> _Task to complete_
Reading the data below, count the lines that carry the string "messages". Give nothing but the count.
==========
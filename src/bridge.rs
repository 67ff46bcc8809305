//! Filters chat messages and runs each accepted one through
//! normalize, sign and publish.

use std::sync::{Arc, OnceLock};

use tokio::sync::mpsc;
use tracing::{debug, error, info};

use crate::{
    content,
    discord::{ChatMessage, GatewayEvent},
    error::Result,
    event::{Event, UnsignedEvent},
    relay::{Relay, RelayReply},
    signer::Signer,
};

/// Shared, read-only state for every message task.
pub struct Bridge {
    channel_id: String,
    pubkey: String,
    signer: Signer,
    relay: Relay,
    self_id: OnceLock<String>,
}

impl Bridge {
    pub fn new(channel_id: String, pubkey: String, signer: Signer, relay: Relay) -> Self {
        Self {
            channel_id,
            pubkey,
            signer,
            relay,
            self_id: OnceLock::new(),
        }
    }

    pub fn relay(&self) -> &Relay {
        &self.relay
    }

    /// Record the bot's own user id. Later calls are ignored.
    pub fn set_self_id(&self, user_id: String) {
        let _ = self.self_id.set(user_id);
    }

    /// True for messages in the watched channel not written by the bot.
    pub fn accepts(&self, msg: &ChatMessage) -> bool {
        if msg.channel_id != self.channel_id {
            return false;
        }
        self.self_id.get() != Some(&msg.author_id)
    }

    /// Normalize, hash and sign a message into a finished note.
    pub fn build_note(&self, msg: &ChatMessage) -> Result<Event> {
        let text = content::normalize(&msg.content, &msg.attachments);
        let unsigned = UnsignedEvent::text_note(self.pubkey.clone(), text);
        self.signer.sign(unsigned)
    }

    /// Publish `msg` if it passes the filters. `Ok(None)` means it was skipped.
    pub async fn handle(&self, msg: &ChatMessage) -> Result<Option<(Event, RelayReply)>> {
        if !self.accepts(msg) {
            debug!(message_id = %msg.id, channel_id = %msg.channel_id, "skipping message");
            return Ok(None);
        }
        let event = self.build_note(msg)?;
        debug!(message_id = %msg.id, event_id = %event.id, "note signed");
        let reply = self.relay.publish(&event).await?;
        Ok(Some((event, reply)))
    }

    /// Run [`Bridge::handle`] and log the outcome; errors end here.
    pub async fn process(&self, msg: ChatMessage) {
        match self.handle(&msg).await {
            Ok(Some((event, _))) => {
                info!(message_id = %msg.id, event_id = %event.id, "note published")
            }
            Ok(None) => {}
            Err(e) => error!(
                message_id = %msg.id,
                stage = e.stage(),
                error = %e,
                "dropping message"
            ),
        }
    }
}

/// Consume gateway events, spawning one task per chat message.
pub async fn dispatch(bridge: Arc<Bridge>, mut rx: mpsc::Receiver<GatewayEvent>) {
    while let Some(ev) = rx.recv().await {
        match ev {
            GatewayEvent::Ready { user_id } => bridge.set_self_id(user_id),
            GatewayEvent::Message(msg) => {
                let bridge = bridge.clone();
                tokio::spawn(async move { bridge.process(msg).await });
            }
        }
    }
}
==========
> _Completed task_
2